While an argument can be made that this is proprietary intellectual property, the counterargument runs that it is (a) an insignificant slice of the total IP necessary to do anything, and (b) all the tricks in it are well-known (by people who know such things).
The goal of this post is for us to become one of the people who know such things.
An explainer piece on the vaccine RNA
Bert Hubert wrote a masterful tutorial  last Christmas, explaining the sequence of the Pfizer RNA. Interestingly, he explained (some of) the hacks done to it to make it a better vaccine, not just a copy of the virus RNA. It makes a difference: the raw sequence of the SARS-CoV-2 virus would be terrible as a vaccine.
His explainer is so good, there are multiple video explainers-of-the-explainer available; here are two of them to which Bert himself referred.
Explaining the explainer
You really should read Bert’s piece (about a 20min read). But… since we both know you probably won’t do that, here’s a quick summary. (But really, his explanation is probably better than mine.)
The Pfizer sequence was apparently published by the WHO last September. It looks more or less like this, showing here the first 500 nucleotides of the RNA. There are a total of 4284 nucleotides in the whole thing.
All clear, right? No, of course not, unless you are a ribosome used to reading this sort of thing to make proteins. (If you are an intelligent ribosome who reads my blog, please get in contact. I’d very much like to interview you: you’re either an incredible miracle or someone with an interesting delusion. Possibly both.)

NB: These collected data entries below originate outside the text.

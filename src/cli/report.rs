//! Rendering of match results in text, JSON and TSV.
//!
//! `table` and `find` both produce one [`MatchRow`] per target and hand the
//! rows to [`print_matches`].

use crate::cli::OutputFormat;
use crate::core::pitch::{Leadscrew, TargetSpec};
use crate::core::train::GearTrain;
use crate::core::types::{Fit, ThreadSystem};
use crate::matching::engine::BestMatch;
use crate::matching::scoring::PitchCut;
use crate::utils::validation::ratio_to_f64;

/// The best trains for one target
pub struct MatchRow {
    /// The pitch asked for, or `None` when a bare ratio was asked for
    pub target: Option<TargetSpec>,
    pub best: BestMatch,
}

impl MatchRow {
    fn system(&self) -> Option<ThreadSystem> {
        self.target.map(|t| t.pitch.system())
    }
}

/// One rendered train of a row
struct TrainLine<'a> {
    train: &'a GearTrain,
    error_ppm: f64,
    fit: Fit,
    /// Pitch cut in the target's unit, or in mm for a bare ratio
    cut: f64,
    cut_unit: &'static str,
    /// Thread spacing error in ppm, only for pitch targets
    cut_error_ppm: Option<f64>,
}

fn train_lines<'a>(row: &'a MatchRow, leadscrew: &Leadscrew, max_trains: usize) -> Vec<TrainLine<'a>> {
    let limit = if max_trains == 0 {
        row.best.trains.len()
    } else {
        max_trains
    };

    row.best
        .trains
        .iter()
        .take(limit)
        .map(|train| {
            let accuracy = row.best.accuracy(train);
            let (cut, cut_unit, cut_error_ppm) = match &row.target {
                Some(target) => {
                    let cut = PitchCut::calculate(train, target, leadscrew);
                    (
                        cut.pitch,
                        target.pitch.system().unit(),
                        Some(cut.relative_error * 1_000_000.0),
                    )
                }
                None => (
                    ratio_to_f64(&leadscrew.pitch_cut_mm(train.ratio())),
                    ThreadSystem::Metric.unit(),
                    None,
                ),
            };
            TrainLine {
                train,
                error_ppm: accuracy.parts_per_million(),
                fit: accuracy.fit,
                cut,
                cut_unit,
                cut_error_ppm,
            }
        })
        .collect()
}

/// Print match rows in the requested format
///
/// At most `max_trains` trains are shown per row; 0 shows them all.
///
/// # Errors
///
/// Returns an error if JSON serialization fails.
pub fn print_matches(
    rows: &[MatchRow],
    leadscrew: &Leadscrew,
    format: OutputFormat,
    max_trains: usize,
) -> anyhow::Result<()> {
    match format {
        OutputFormat::Text => print_text_rows(rows, leadscrew, max_trains),
        OutputFormat::Json => print_json_rows(rows, leadscrew, max_trains)?,
        OutputFormat::Tsv => print_tsv_rows(rows, leadscrew, max_trains),
    }
    Ok(())
}

fn section_title(system: Option<ThreadSystem>) -> &'static str {
    match system {
        Some(ThreadSystem::Metric) => "Metric threads",
        Some(ThreadSystem::Imperial) => "Imperial threads",
        None => "Gear ratios",
    }
}

fn print_text_rows(rows: &[MatchRow], leadscrew: &Leadscrew, max_trains: usize) {
    let mut current: Option<Option<ThreadSystem>> = None;

    for row in rows {
        let system = row.system();
        if current != Some(system) {
            if current.is_some() {
                println!();
            }
            println!("{} (leadscrew {})", section_title(system), leadscrew);
            println!("{}", "─".repeat(86));
            println!(
                "{:>12}  {:>10}  {:>5}  {:<28}  {:>12}  {:>10}",
                "Target", "Ratio", "Gears", "Train", "Cuts", "Error"
            );
            current = Some(system);
        }

        let target_label = row
            .target
            .map_or_else(|| "-".to_string(), |t| t.pitch.to_string());
        let lines = train_lines(row, leadscrew, max_trains);

        for (i, line) in lines.iter().enumerate() {
            let (target_col, ratio_col, gears_col) = if i == 0 {
                (
                    target_label.clone(),
                    format!("{:.4}", ratio_to_f64(&row.best.target)),
                    row.best.gear_count().to_string(),
                )
            } else {
                (String::new(), String::new(), String::new())
            };

            let marker = match line.fit {
                Fit::Exact | Fit::InTolerance => "",
                Fit::Approximate => "  (nearest)",
            };

            println!(
                "{:>12}  {:>10}  {:>5}  {:<28}  {:>8.3} {:<3}  {:>+6.0} ppm{}",
                target_col,
                ratio_col,
                gears_col,
                line.train.to_string(),
                line.cut,
                line.cut_unit,
                line.error_ppm,
                marker
            );
        }

        let hidden = row.best.trains.len() - lines.len();
        if hidden > 0 {
            println!("{:>36}... {} more equally good", "", hidden);
        }
    }
}

fn print_json_rows(
    rows: &[MatchRow],
    leadscrew: &Leadscrew,
    max_trains: usize,
) -> anyhow::Result<()> {
    let results: Vec<_> = rows
        .iter()
        .map(|row| {
            let trains: Vec<_> = train_lines(row, leadscrew, max_trains)
                .iter()
                .map(|line| {
                    serde_json::json!({
                        "train": line.train.to_string(),
                        "stages": line.train.stages(),
                        "gears": line.train.gear_count(),
                        "ratio": line.train.ratio().to_string(),
                        "ratio_value": line.train.ratio_f64(),
                        "error_ppm": line.error_ppm,
                        "fit": line.fit,
                        "pitch_cut": line.cut,
                        "pitch_cut_unit": line.cut_unit,
                        "pitch_error_ppm": line.cut_error_ppm,
                    })
                })
                .collect();

            serde_json::json!({
                "system": row.system(),
                "pitch": row.target.map(|t| ratio_to_f64(&t.pitch.value())),
                "unit": row.target.map(|t| t.pitch.system().unit()),
                "target_ratio": row.best.target.to_string(),
                "target_ratio_value": ratio_to_f64(&row.best.target),
                "within_tolerance": row.best.within_tolerance,
                "fit": row.best.fit(),
                "selection": row.best.selection,
                "candidates": row.best.candidates,
                "total_trains": row.best.trains.len(),
                "trains": trains,
            })
        })
        .collect();

    let output = serde_json::json!({
        "leadscrew": {
            "pitch": ratio_to_f64(&leadscrew.0.value()),
            "unit": leadscrew.0.system().unit(),
        },
        "results": results,
    });

    println!("{}", serde_json::to_string_pretty(&output)?);
    Ok(())
}

fn print_tsv_rows(rows: &[MatchRow], leadscrew: &Leadscrew, max_trains: usize) {
    println!(
        "system\tpitch\tunit\ttarget_ratio\trank\ttrain\tgears\tratio\terror_ppm\tpitch_cut\tpitch_error_ppm\tfit\tselection\twithin_tolerance"
    );

    for row in rows {
        let (system, pitch, unit) = match &row.target {
            Some(t) => (
                match t.pitch.system() {
                    ThreadSystem::Metric => "metric",
                    ThreadSystem::Imperial => "imperial",
                },
                format!("{:.4}", ratio_to_f64(&t.pitch.value())),
                t.pitch.system().unit(),
            ),
            None => ("ratio", "-".to_string(), "-"),
        };

        for (rank, line) in train_lines(row, leadscrew, max_trains).iter().enumerate() {
            println!(
                "{}\t{}\t{}\t{}\t{}\t{}\t{}\t{}\t{:.1}\t{:.4}\t{}\t{}\t{}\t{}",
                system,
                pitch,
                unit,
                row.best.target,
                rank + 1,
                line.train,
                line.train.gear_count(),
                line.train.ratio(),
                line.error_ppm,
                line.cut,
                line.cut_error_ppm
                    .map_or_else(|| "-".to_string(), |ppm| format!("{ppm:.1}")),
                line.fit,
                row.best.selection,
                row.best.within_tolerance,
            );
        }
    }
}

So let’s break down how that sequence works. It turns out it has some degree of modularity, i.e., we can point to bits of it and explain what they, and only they, do.
- Both graphics above came from the WHO report from the International Nonproprietary Names Programme in September 2020 (though the original now seems to have been moved somewhere else).
- RNA consists of a chain of 4 nucleoties/bases: adenosine (A), cytosine (C), guanine (G), and uracil (U). So the sequence above (almost) tells you how to put those 4 nucleotides together to make something. That “something” gets fed through a ribosome, which through outrageous Rube Goldberg machinery, assembles a corresponding protein out of amino acids. The proteins go off and do all sorts of things, like mostly everything.
- In order for a ribosome to recognize RNA a meaningful, there has to be a recognition handshake: this is the GA cap at the front. To a ribosome, this means: “you can process this”. So that’s the “cap” thing on the left end, where a ribosome starts looking. I dislike comparisons to computer code, since those are inevitably misleading, but this really does look like a shebang.
- Now, I just got done telling you an RNA sequence was a string of letters from the
alphabet of ACGU. But… what’s that thing that looks like a capital Greek Ψ
doing in there? Well!
- Your body realio-trulio despises the idea of foreign DNA or RNA running around loose. Might be a virus, or something. So it will utterly destroy the natural RNA as it came from SARS-CoV-2, faster than it could be of any use in vaccination.
- To prevent that, we need biohack #1: change every uracil (U) to 1-methyl-3’-pseudouridylyl (Ψ). It doesn’t matter exactly what that Ψ is, so long as you understand its kinda like U in terms of what a ribosome will do, but different enough not to trigger alarms in the immune system that get it destroyed.
- I believe this trick is due to Weissman & Karikó at Penn. (Though apparently Penn treated Karikó somewhat badly.)
- Next comes a gizmo called the 5’ UTR (“five-prime UTR”), or “untranslated region”.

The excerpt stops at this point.